Contributor License Agreement

Contributors must sign the Contributor License Agreement before their contributions can be merged. Follow the directions here to complete that process.

Developer Workflow

Make sure that you are working against the develop branch. PRs submitted against other branches will need to be resubmitted with the correct branch targeted.

Before submitting a PR, make sure to run the test suites. Information about how to run the suites can be seen in the Confab Tests and Acceptance Tests sections.

Confab Tests

Run the confab tests by executing the src/confab/scripts/test executable.

Acceptance Tests

The acceptance tests deploy a new consul cluster and exercise a variety of features, including scaling the number of nodes, as well as destructive testing to verify resilience.

Prerequisites

The following should be installed on the local machine:

  • jq
  • Golang (>= 1.7)

If using homebrew, these can be installed with:

brew install consul go jq

Network setup

BOSH-Lite

Make sure you’ve run bin/add-route and bin/enable_container_internet. This will setup some routing rules to give the tests access to the consul VMs.

AWS

You will want to run CONSATS from a VM within the same subnet specified in your manifest. This assumes you are using a private subnet within a VPC.

Environment setup

This repository assumes that it is the root of your GOPATH. You can set this up by doing the following:

source .envrc

Or if you have direnv installed:

direnv allow

Running the CONSATS

Running locally

Run all the tests with:

CONSATS_CONFIG=[config_file.json] ./scripts/test

Run a specific set of tests with:

CONSATS_CONFIG=[config_file.json] ./scripts/test <some test packages>

The CONSATS_CONFIG environment variable points to a configuration file which specifies the endpoint of the BOSH director. When specifying location of the CONSATS_CONFIG, it must be an absolute path on the filesystem.
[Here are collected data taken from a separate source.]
//! Key/value storage port for draft persistence.
//!
//! DESIGN
//! ======
//! The store never touches `localStorage` directly. It talks to a
//! [`DraftStorage`] so tests inject [`MemoryStorage`] and the browser build
//! injects [`LocalStorage`] (behind the `hydrate` feature).

use std::collections::HashMap;
use std::sync::atomic::{AtomicBool, Ordering};
use std::sync::{Arc, Mutex, MutexGuard, PoisonError};

/// Errors raised by a storage backend or by (de)serializing its entries.
///
/// These never leave [`crate::DraftSessionStore`]; they are logged and the
/// entry is treated as absent.
#[derive(Debug, thiserror::Error)]
pub enum StorageError {
    /// The backend refused a read.
    #[error("storage read failed: {0}")]
    Read(String),

    /// The backend refused a write or removal (quota exceeded, disabled).
    #[error("storage write failed: {0}")]
    Write(String),

    /// A stored entry is not a valid session record.
    #[error("stored draft is malformed: {0}")]
    Decode(String),

    /// The draft could not be serialized.
    #[error("draft serialization failed: {0}")]
    Encode(String),
}

impl StorageError {
    #[must_use]
    pub fn error_code(&self) -> &'static str {
        match self {
            Self::Read(_) => "E_STORAGE_READ",
            Self::Write(_) => "E_STORAGE_WRITE",
            Self::Decode(_) => "E_STORAGE_DECODE",
            Self::Encode(_) => "E_STORAGE_ENCODE",
        }
    }
}

/// String-keyed persistent storage, shaped after the Web Storage API.
pub trait DraftStorage {
    /// Read the value stored under `key`, if any.
    ///
    /// # Errors
    ///
    /// Returns [`StorageError::Read`] when the backend is unreadable.
    fn get_item(&self, key: &str) -> Result<Option<String>, StorageError>;

    /// Store `value` under `key`, replacing any previous value.
    ///
    /// # Errors
    ///
    /// Returns [`StorageError::Write`] when the backend rejects the write.
    fn set_item(&self, key: &str, value: &str) -> Result<(), StorageError>;

    /// Delete `key`. Removing a missing key is not an error.
    ///
    /// # Errors
    ///
    /// Returns [`StorageError::Write`] when the backend rejects the removal.
    fn remove_item(&self, key: &str) -> Result<(), StorageError>;
}

// =============================================================================
// MEMORY STORAGE
// =============================================================================

/// In-process storage. Clones share the same entries, which lets a test
/// "reload the page" by building a second store over the same backend.
#[derive(Debug, Clone, Default)]
pub struct MemoryStorage {
    entries: Arc<Mutex<HashMap<String, String>>>,
    reject_reads: Arc<AtomicBool>,
    reject_writes: Arc<AtomicBool>,
}

impl MemoryStorage {
    #[must_use]
    pub fn new() -> Self {
        Self::default()
    }

    /// Make every subsequent read fail, as blocked storage access would.
    pub fn reject_reads(&self, reject: bool) {
        self.reject_reads.store(reject, Ordering::Relaxed);
    }

    /// Make every subsequent write fail, as a full or disabled quota would.
    pub fn reject_writes(&self, reject: bool) {
        self.reject_writes.store(reject, Ordering::Relaxed);
    }

    /// Raw value under `key`, bypassing the trait.
    #[must_use]
    pub fn raw(&self, key: &str) -> Option<String> {
        self.lock().get(key).cloned()
    }

    /// Seed `key` with a raw value, bypassing the write rejection switch.
    pub fn insert_raw(&self, key: &str, value: &str) {
        self.lock().insert(key.to_owned(), value.to_owned());
    }

    #[must_use]
    pub fn len(&self) -> usize {
        self.lock().len()
    }

    #[must_use]
    pub fn is_empty(&self) -> bool {
        self.lock().is_empty()
    }

    fn lock(&self) -> MutexGuard<'_, HashMap<String, String>> {
        self.entries.lock().unwrap_or_else(PoisonError::into_inner)
    }

    fn check_writable(&self) -> Result<(), StorageError> {
        if self.reject_writes.load(Ordering::Relaxed) {
            return Err(StorageError::Write("quota exceeded".into()));
        }
        Ok(())
    }
}

impl DraftStorage for MemoryStorage {
    fn get_item(&self, key: &str) -> Result<Option<String>, StorageError> {
        if self.reject_reads.load(Ordering::Relaxed) {
            return Err(StorageError::Read("access denied".into()));
        }
        Ok(self.lock().get(key).cloned())
    }

    fn set_item(&self, key: &str, value: &str) -> Result<(), StorageError> {
        self.check_writable()?;
        self.lock().insert(key.to_owned(), value.to_owned());
        Ok(())
    }

    fn remove_item(&self, key: &str) -> Result<(), StorageError> {
        self.check_writable()?;
        self.lock().remove(key);
        Ok(())
    }
}

// =============================================================================
// BROWSER STORAGE
// =============================================================================

/// `window.localStorage`, available only in hydrated browser builds.
#[cfg(feature = "hydrate")]
#[derive(Debug, Clone)]
pub struct LocalStorage(web_sys::Storage);

#[cfg(feature = "hydrate")]
impl LocalStorage {
    /// Look up `window.localStorage`. Returns `None` outside a browser or
    /// when the user agent has storage disabled.
    #[must_use]
    pub fn detect() -> Option<Self> {
        web_sys::window()
            .and_then(|w| w.local_storage().ok().flatten())
            .map(Self)
    }
}

#[cfg(feature = "hydrate")]
impl DraftStorage for LocalStorage {
    fn get_item(&self, key: &str) -> Result<Option<String>, StorageError> {
        self.0
            .get_item(key)
            .map_err(|e| StorageError::Read(format!("{e:?}")))
    }

    fn set_item(&self, key: &str, value: &str) -> Result<(), StorageError> {
        self.0
            .set_item(key, value)
            .map_err(|e| StorageError::Write(format!("{e:?}")))
    }

    fn remove_item(&self, key: &str) -> Result<(), StorageError> {
        self.0
            .remove_item(key)
            .map_err(|e| StorageError::Write(format!("{e:?}")))
    }
}

#[cfg(test)]
#[path = "storage_test.rs"]
mod tests;
//! Attestation form draft.
//!
//! Field names on the wire are the form's French keys (`nom`, `poste`,
//! `dateDebut`, ...) because stored drafts and the webhook both use them.

use serde::{Deserialize, Deserializer, Serialize};

pub const DEFAULT_DOCUMENT_TYPE: &str = "employer_attestation";

/// Fields of the employment attestation form. Missing keys in a stored
/// draft fall back to their defaults; `null` text fields read as empty.
#[derive(Debug, Clone, PartialEq, Eq, Serialize, Deserialize)]
#[serde(rename_all = "camelCase", default)]
pub struct AttestationDraft {
    #[serde(deserialize_with = "null_as_empty")]
    pub document_type: String,
    #[serde(rename = "nom", deserialize_with = "null_as_empty")]
    pub last_name: String,
    #[serde(rename = "prenom", deserialize_with = "null_as_empty")]
    pub first_name: String,
    #[serde(deserialize_with = "null_as_empty")]
    pub email: String,
    #[serde(rename = "poste", deserialize_with = "null_as_empty")]
    pub role: String,
    #[serde(rename = "entreprise", deserialize_with = "null_as_empty")]
    pub employer: String,
    #[serde(rename = "dateDebut", deserialize_with = "null_as_empty")]
    pub start_date: String,
    /// Empty while the employment is ongoing.
    #[serde(rename = "dateFin", skip_serializing_if = "Option::is_none")]
    pub end_date: Option<String>,
}

impl Default for AttestationDraft {
    fn default() -> Self {
        Self {
            document_type: DEFAULT_DOCUMENT_TYPE.to_owned(),
            last_name: String::new(),
            first_name: String::new(),
            email: String::new(),
            role: String::new(),
            employer: String::new(),
            start_date: String::new(),
            end_date: None,
        }
    }
}

impl AttestationDraft {
    /// Wire names of required fields that are still blank, in form order.
    #[must_use]
    pub fn missing_fields(&self) -> Vec<&'static str> {
        [
            ("documentType", &self.document_type),
            ("nom", &self.last_name),
            ("prenom", &self.first_name),
            ("email", &self.email),
            ("poste", &self.role),
            ("entreprise", &self.employer),
            ("dateDebut", &self.start_date),
        ]
        .into_iter()
        .filter(|(_, value)| value.trim().is_empty())
        .map(|(name, _)| name)
        .collect()
    }

    #[must_use]
    pub fn is_complete(&self) -> bool {
        self.missing_fields().is_empty()
    }
}

fn null_as_empty<'de, D: Deserializer<'de>>(deserializer: D) -> Result<String, D::Error> {
    Ok(Option::<String>::deserialize(deserializer)?.unwrap_or_default())
}

#[cfg(test)]
#[path = "form_test.rs"]
mod tests;
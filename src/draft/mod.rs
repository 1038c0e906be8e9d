//! Guest draft persistence.
//!
//! SYSTEM CONTEXT
//! ==============
//! `storage` is the key/value port over browser-local storage, `session`
//! defines the persisted envelope, `store` owns restore/update/clear, and
//! `form` is the attestation form shape the pages persist.

pub mod form;
pub mod session;
pub mod storage;
pub mod store;
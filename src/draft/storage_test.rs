use super::*;

#[test]
fn memory_storage_round_trips_values() {
    let storage = MemoryStorage::new();
    storage.set_item("k", "v").unwrap();
    assert_eq!(storage.get_item("k").unwrap().as_deref(), Some("v"));
    assert_eq!(storage.len(), 1);
}

#[test]
fn memory_storage_missing_key_is_none() {
    let storage = MemoryStorage::new();
    assert!(storage.get_item("absent").unwrap().is_none());
    assert!(storage.is_empty());
}

#[test]
fn memory_storage_remove_missing_key_is_ok() {
    let storage = MemoryStorage::new();
    storage.remove_item("absent").unwrap();
}

#[test]
fn memory_storage_clones_share_entries() {
    let storage = MemoryStorage::new();
    let reloaded = storage.clone();
    storage.set_item("k", "v").unwrap();
    assert_eq!(reloaded.raw("k").as_deref(), Some("v"));
}

#[test]
fn memory_storage_rejected_writes_leave_entries_untouched() {
    let storage = MemoryStorage::new();
    storage.set_item("k", "before").unwrap();
    storage.reject_writes(true);

    let err = storage.set_item("k", "after").unwrap_err();
    assert!(matches!(err, StorageError::Write(_)));
    assert!(storage.remove_item("k").is_err());
    assert_eq!(storage.raw("k").as_deref(), Some("before"));

    storage.reject_writes(false);
    storage.set_item("k", "after").unwrap();
    assert_eq!(storage.raw("k").as_deref(), Some("after"));
}

#[test]
fn memory_storage_rejected_reads_fail_until_reenabled() {
    let storage = MemoryStorage::new();
    storage.set_item("k", "v").unwrap();
    storage.reject_reads(true);

    assert!(matches!(storage.get_item("k").unwrap_err(), StorageError::Read(_)));
    assert_eq!(storage.raw("k").as_deref(), Some("v"));

    storage.reject_reads(false);
    assert_eq!(storage.get_item("k").unwrap().as_deref(), Some("v"));
}

#[test]
fn storage_error_codes_are_stable() {
    assert_eq!(StorageError::Read(String::new()).error_code(), "E_STORAGE_READ");
    assert_eq!(StorageError::Write(String::new()).error_code(), "E_STORAGE_WRITE");
    assert_eq!(StorageError::Decode(String::new()).error_code(), "E_STORAGE_DECODE");
    assert_eq!(StorageError::Encode(String::new()).error_code(), "E_STORAGE_ENCODE");
}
See below for more information on the contents of this configuration file.

CONSATS config

An example config json for BOSH-lite would look like:

Note: If you're running the tests as BOSH errand (see below), then the integration config json will be generated from the values you specify in the consats.yml manifest.

cat > integration_config.json << EOF
{
  "bosh":{
    "target": "192.168.50.4",
    "username": "admin",
    "password": "admin",
	"director_ca_cert": "some-cert"
  }
}
EOF
export CONSATS_CONFIG=$PWD/integration_config.json

The full set of config parameters is explained below:

  • bosh.target (required) Public BOSH IP address that will be used to host test environment
  • bosh.username (required) Username for the BOSH director login
  • bosh.password (required) Password for the BOSH director login
  • bosh.director_ca_cert (required for non-BOSH-lite environments) BOSH Director CA Cert
  • aws.subnet Subnet ID for AWS deployments
  • aws.access_key_id Key ID for AWS deployments
  • aws.secret_access_key Secret Access Key for AWS deployments
  • aws.default_key_name Default Key Name for AWS deployments
  • aws.default_security_groups Security groups for AWS deployments
  • aws.region Region for AWS deployments
  • registry.host Host for the BOSH registry
  • registry.port Port for the BOSH registry
  • registry.username Username for the BOSH registry
  • registry.password Password for the BOSH registry

Running as BOSH errand

Dependencies

The acceptance-tests BOSH errand assumes that the BOSH director has already uploaded the correct versions of the dependent releases. The required releases are:

Creating a consats deployment manifest

We provide an example deployment manifest for running the errand. The manifest can be used by replacing all of the placeholder values in the file manifests/consats.yml.

Deploying the errand

Run bosh deploy manifests/consats.yml -d consats.

Running the errand

Run bosh run-errand acceptance-tests -d consats.